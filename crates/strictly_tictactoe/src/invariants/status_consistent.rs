//! Status consistency invariant: the recorded status matches the board.

use super::Invariant;
use crate::{GameState, rules};

/// Invariant: the status is exactly what the board implies.
///
/// `Won(p)` only when some win line is uniformly `p`, `Draw` only on a full
/// board without a line, `InProgress` otherwise.
pub struct StatusConsistentInvariant;

impl Invariant<GameState> for StatusConsistentInvariant {
    fn holds(game: &GameState) -> bool {
        *game.status() == rules::evaluate(game.board())
    }

    fn description() -> &'static str {
        "Status agrees with the board (win, draw or in progress)"
    }
}
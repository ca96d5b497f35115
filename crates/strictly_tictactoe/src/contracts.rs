//! Contract-based validation for tic-tac-toe.
//!
//! Contracts define correctness through preconditions and postconditions.
//! They formalize the Hoare-style reasoning: {P} action {Q}

use super::action::{Move, MoveError};
use super::game::GameState;
use super::invariants::{InvariantSet, TicTacToeInvariants};
use tracing::{instrument, warn};

/// A contract defines preconditions and postconditions for state transitions.
pub trait Contract<S, A> {
    /// Checks preconditions before applying the action.
    fn pre(state: &S, action: &A) -> Result<(), MoveError>;

    /// Checks postconditions after applying the action.
    fn post(before: &S, after: &S) -> Result<(), MoveError>;
}

/// Precondition: a move is legal while the game is running, on an empty
/// square, by the player whose turn it is.
pub struct LegalMove;

impl LegalMove {
    /// Validates all preconditions for a move.
    #[instrument(skip(game))]
    pub fn check(mov: &Move, game: &GameState) -> Result<(), MoveError> {
        if game.status().is_over() {
            return Err(MoveError::GameOver);
        }
        if !game.board().is_empty(mov.position) {
            return Err(MoveError::SquareOccupied(mov.position));
        }
        if mov.player != game.to_move() {
            return Err(MoveError::WrongPlayer(mov.player));
        }
        Ok(())
    }
}

/// Contract for move actions.
///
/// Postconditions: the invariant set holds and exactly one move was added.
pub struct MoveContract;

impl Contract<GameState, Move> for MoveContract {
    fn pre(game: &GameState, action: &Move) -> Result<(), MoveError> {
        LegalMove::check(action, game)
    }

    fn post(before: &GameState, after: &GameState) -> Result<(), MoveError> {
        if after.history().len() != before.history().len() + 1 {
            warn!(
                before = before.history().len(),
                after = after.history().len(),
                "Move did not add exactly one history entry"
            );
            return Err(MoveError::InvariantViolation(
                "Postcondition failed: exactly one move per transition".to_string(),
            ));
        }

        TicTacToeInvariants::check_all(after).map_err(|violations| {
            let descriptions = violations
                .iter()
                .map(|v| v.description.as_str())
                .collect::<Vec<_>>()
                .join("; ");
            warn!(%descriptions, "Postcondition failed");
            MoveError::InvariantViolation(format!("Postcondition failed: {}", descriptions))
        })
    }
}
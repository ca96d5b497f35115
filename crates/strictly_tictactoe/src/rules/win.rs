//! Win detection logic for tic-tac-toe.

use super::super::{Board, Player, Position, Square};
use tracing::instrument;

/// The 8 winning lines: rows, then columns, then diagonals.
///
/// Lines are scanned in this order and the first complete one decides the
/// reported winner.
pub const WIN_LINES: [[Position; 3]; 8] = [
    // Rows
    [Position::TopLeft, Position::TopCenter, Position::TopRight],
    [Position::MiddleLeft, Position::Center, Position::MiddleRight],
    [Position::BottomLeft, Position::BottomCenter, Position::BottomRight],
    // Columns
    [Position::TopLeft, Position::MiddleLeft, Position::BottomLeft],
    [Position::TopCenter, Position::Center, Position::BottomCenter],
    [Position::TopRight, Position::MiddleRight, Position::BottomRight],
    // Diagonals
    [Position::TopLeft, Position::Center, Position::BottomRight],
    [Position::TopRight, Position::Center, Position::BottomLeft],
];

/// Returns the first line uniformly occupied by one player.
#[instrument(skip(board))]
pub fn winning_line(board: &Board) -> Option<[Position; 3]> {
    WIN_LINES.into_iter().find(|&[a, b, c]| {
        let sq = board.get(a);
        sq != Square::Empty && sq == board.get(b) && sq == board.get(c)
    })
}

/// Checks if there's a winner on the board.
///
/// Returns `Some(player)` if a player has three in a row, `None` otherwise.
#[instrument(skip(board))]
pub fn check_winner(board: &Board) -> Option<Player> {
    winning_line(board).and_then(|[a, _, _]| board.get(a).player())
}
//! Monotonic board invariant: squares never change once set.

use super::Invariant;
use crate::{Board, GameState, Square};

/// Invariant: Board squares are monotonic (never overwritten).
///
/// Replaying the history onto an empty board must never touch an occupied
/// square and must reproduce the current board exactly. This also pins the
/// number of occupied squares to the history length.
pub struct MonotonicBoardInvariant;

impl Invariant<GameState> for MonotonicBoardInvariant {
    fn holds(game: &GameState) -> bool {
        let mut reconstructed = Board::new();

        for mov in game.history() {
            if !reconstructed.is_empty(mov.position) {
                return false;
            }
            reconstructed.set(mov.position, Square::Occupied(mov.player));
        }

        reconstructed == *game.board()
    }

    fn description() -> &'static str {
        "Board squares are monotonic (never overwritten)"
    }
}

#[cfg(test)]
mod tests {
    use super::*;
    use crate::{Move, Player, Position};

    #[test]
    fn test_multiple_moves_hold() {
        let game = GameState::replay(&[0, 4, 2, 6]).unwrap();
        assert!(MonotonicBoardInvariant::holds(&game));
    }

    #[test]
    fn test_overwritten_square_violates() {
        let mut game = GameState::replay(&[4]).unwrap();
        game.board.set(Position::Center, Square::Occupied(Player::O));
        assert!(!MonotonicBoardInvariant::holds(&game));
    }

    #[test]
    fn test_square_without_history_violates() {
        let mut game = GameState::replay(&[4]).unwrap();
        game.board.set(Position::TopLeft, Square::Occupied(Player::O));
        assert!(!MonotonicBoardInvariant::holds(&game));
    }

    #[test]
    fn test_duplicate_history_entry_violates() {
        let mut game = GameState::replay(&[4]).unwrap();
        game.history.push(Move::new(Player::O, Position::Center));
        assert!(!MonotonicBoardInvariant::holds(&game));
    }
}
================================
> _WHAT IS REQUIRED_: Every line of the data should be output exactly as it was given.

> _RESPONSE TO THIS TASK_:
filename crates/strictly_tictactoe/src/invariants/status_consistent.rs
//! Status consistency invariant: the recorded status matches the board.

use super::Invariant;
use crate::{GameState, rules};

/// Invariant: the status is exactly what the board implies.
///
/// `Won(p)` only when some win line is uniformly `p`, `Draw` only on a full
/// board without a line, `InProgress` otherwise.
pub struct StatusConsistentInvariant;

impl Invariant<GameState> for StatusConsistentInvariant {
    fn holds(game: &GameState) -> bool {
        *game.status() == rules::evaluate(game.board())
    }

    fn description() -> &'static str {
        "Status agrees with the board (win, draw or in progress)"
    }
}
repository ca96d5b497f35115
filename crates/strictly_tictactoe/src/contracts.rs
//! Contract-based validation for tic-tac-toe.
//!
//! Contracts define correctness through preconditions and postconditions.
//! They formalize the Hoare-style reasoning: {P} action {Q}

use super::action::{Move, MoveError};
use super::game::GameState;
use super::invariants::{InvariantSet, TicTacToeInvariants};
use tracing::{instrument, warn};

/// A contract defines preconditions and postconditions for state transitions.
pub trait Contract<S, A> {
    /// Checks preconditions before applying the action.
    fn pre(state: &S, action: &A) -> Result<(), MoveError>;

    /// Checks postconditions after applying the action.
    fn post(before: &S, after: &S) -> Result<(), MoveError>;
}

/// Precondition: a move is legal while the game is running, on an empty
/// square, by the player whose turn it is.
pub struct LegalMove;

impl LegalMove {
    /// Validates all preconditions for a move.
    #[instrument(skip(game))]
    pub fn check(mov: &Move, game: &GameState) -> Result<(), MoveError> {
        if game.status().is_over() {
            return Err(MoveError::GameOver);
        }
        if !game.board().is_empty(mov.position) {
            return Err(MoveError::SquareOccupied(mov.position));
        }
        if mov.player != game.to_move() {
            return Err(MoveError::WrongPlayer(mov.player));
        }
        Ok(())
    }
}

/// Contract for move actions.
///
/// Postconditions: the invariant set holds and exactly one move was added.
pub struct MoveContract;

impl Contract<GameState, Move> for MoveContract {
    fn pre(game: &GameState, action: &Move) -> Result<(), MoveError> {
        LegalMove::check(action, game)
    }

    fn post(before: &GameState, after: &GameState) -> Result<(), MoveError> {
        if after.history().len() != before.history().len() + 1 {
            warn!(
                before = before.history().len(),
                after = after.history().len(),
                "Move did not add exactly one history entry"
            );
            return Err(MoveError::InvariantViolation(
                "Postcondition failed: exactly one move per transition".to_string(),
            ));
        }

        TicTacToeInvariants::check_all(after).map_err(|violations| {
            let descriptions = violations
                .iter()
                .map(|v| v.description.as_str())
                .collect::<Vec<_>>()
                .join("; ");
            warn!(%descriptions, "Postcondition failed");
            MoveError::InvariantViolation(format!("Postcondition failed: {}", descriptions))
        })
    }
}
repository ca96d5b497f35115
filename crates/strictly_tictactoe/src/rules/win.rs
//! Win detection logic for tic-tac-toe.

use super::super::{Board, Player, Position, Square};
use tracing::instrument;

/// The 8 winning lines: rows, then columns, then diagonals.
///
/// Lines are scanned in this order and the first complete one decides the
/// reported winner.
pub const WIN_LINES: [[Position; 3]; 8] = [
    // Rows
    [Position::TopLeft, Position::TopCenter, Position::TopRight],
    [Position::MiddleLeft, Position::Center, Position::MiddleRight],
    [Position::BottomLeft, Position::BottomCenter, Position::BottomRight],
    // Columns
    [Position::TopLeft, Position::MiddleLeft, Position::BottomLeft],
    [Position::TopCenter, Position::Center, Position::BottomCenter],
    [Position::TopRight, Position::MiddleRight, Position::BottomRight],
    // Diagonals
    [Position::TopLeft, Position::Center, Position::BottomRight],
    [Position::TopRight, Position::Center, Position::BottomLeft],
];

/// Returns the first line uniformly occupied by one player.
#[instrument(skip(board))]
pub fn winning_line(board: &Board) -> Option<[Position; 3]> {
    WIN_LINES.into_iter().find(|&[a, b, c]| {
        let sq = board.get(a);
        sq != Square::Empty && sq == board.get(b) && sq == board.get(c)
    })
}

/// Checks if there's a winner on the board.
///
/// Returns `Some(player)` if a player has three in a row, `None` otherwise.
#[instrument(skip(board))]
pub fn check_winner(board: &Board) -> Option<Player> {
    winning_line(board).and_then(|[a, _, _]| board.get(a).player())
}
//! Monotonic board invariant: squares never change once set.

use super::Invariant;
use crate::{Board, GameState, Square};

/// Invariant: Board squares are monotonic (never overwritten).
///
/// Replaying the history onto an empty board must never touch an occupied
/// square and must reproduce the current board exactly. This also pins the
/// number of occupied squares to the history length.
pub struct MonotonicBoardInvariant;

impl Invariant<GameState> for MonotonicBoardInvariant {
    fn holds(game: &GameState) -> bool {
        let mut reconstructed = Board::new();

        for mov in game.history() {
            if !reconstructed.is_empty(mov.position) {
                return false;
            }
            reconstructed.set(mov.position, Square::Occupied(mov.player));
        }

        reconstructed == *game.board()
    }

    fn description() -> &'static str {
        "Board squares are monotonic (never overwritten)"
    }
}

#[cfg(test)]
mod tests {
    use super::*;
    use crate::{Move, Player, Position};

    #[test]
    fn test_multiple_moves_hold() {
        let game = GameState::replay(&[0, 4, 2, 6]).unwrap();
        assert!(MonotonicBoardInvariant::holds(&game));
    }

    #[test]
    fn test_overwritten_square_violates() {
        let mut game = GameState::replay(&[4]).unwrap();
        game.board.set(Position::Center, Square::Occupied(Player::O));
        assert!(!MonotonicBoardInvariant::holds(&game));
    }

    #[test]
    fn test_square_without_history_violates() {
        let mut game = GameState::replay(&[4]).unwrap();
        game.board.set(Position::TopLeft, Square::Occupied(Player::O));
        assert!(!MonotonicBoardInvariant::holds(&game));
    }

    #[test]
    fn test_duplicate_history_entry_violates() {
        let mut game = GameState::replay(&[4]).unwrap();
        game.history.push(Move::new(Player::O, Position::Center));
        assert!(!MonotonicBoardInvariant::holds(&game));
    }
}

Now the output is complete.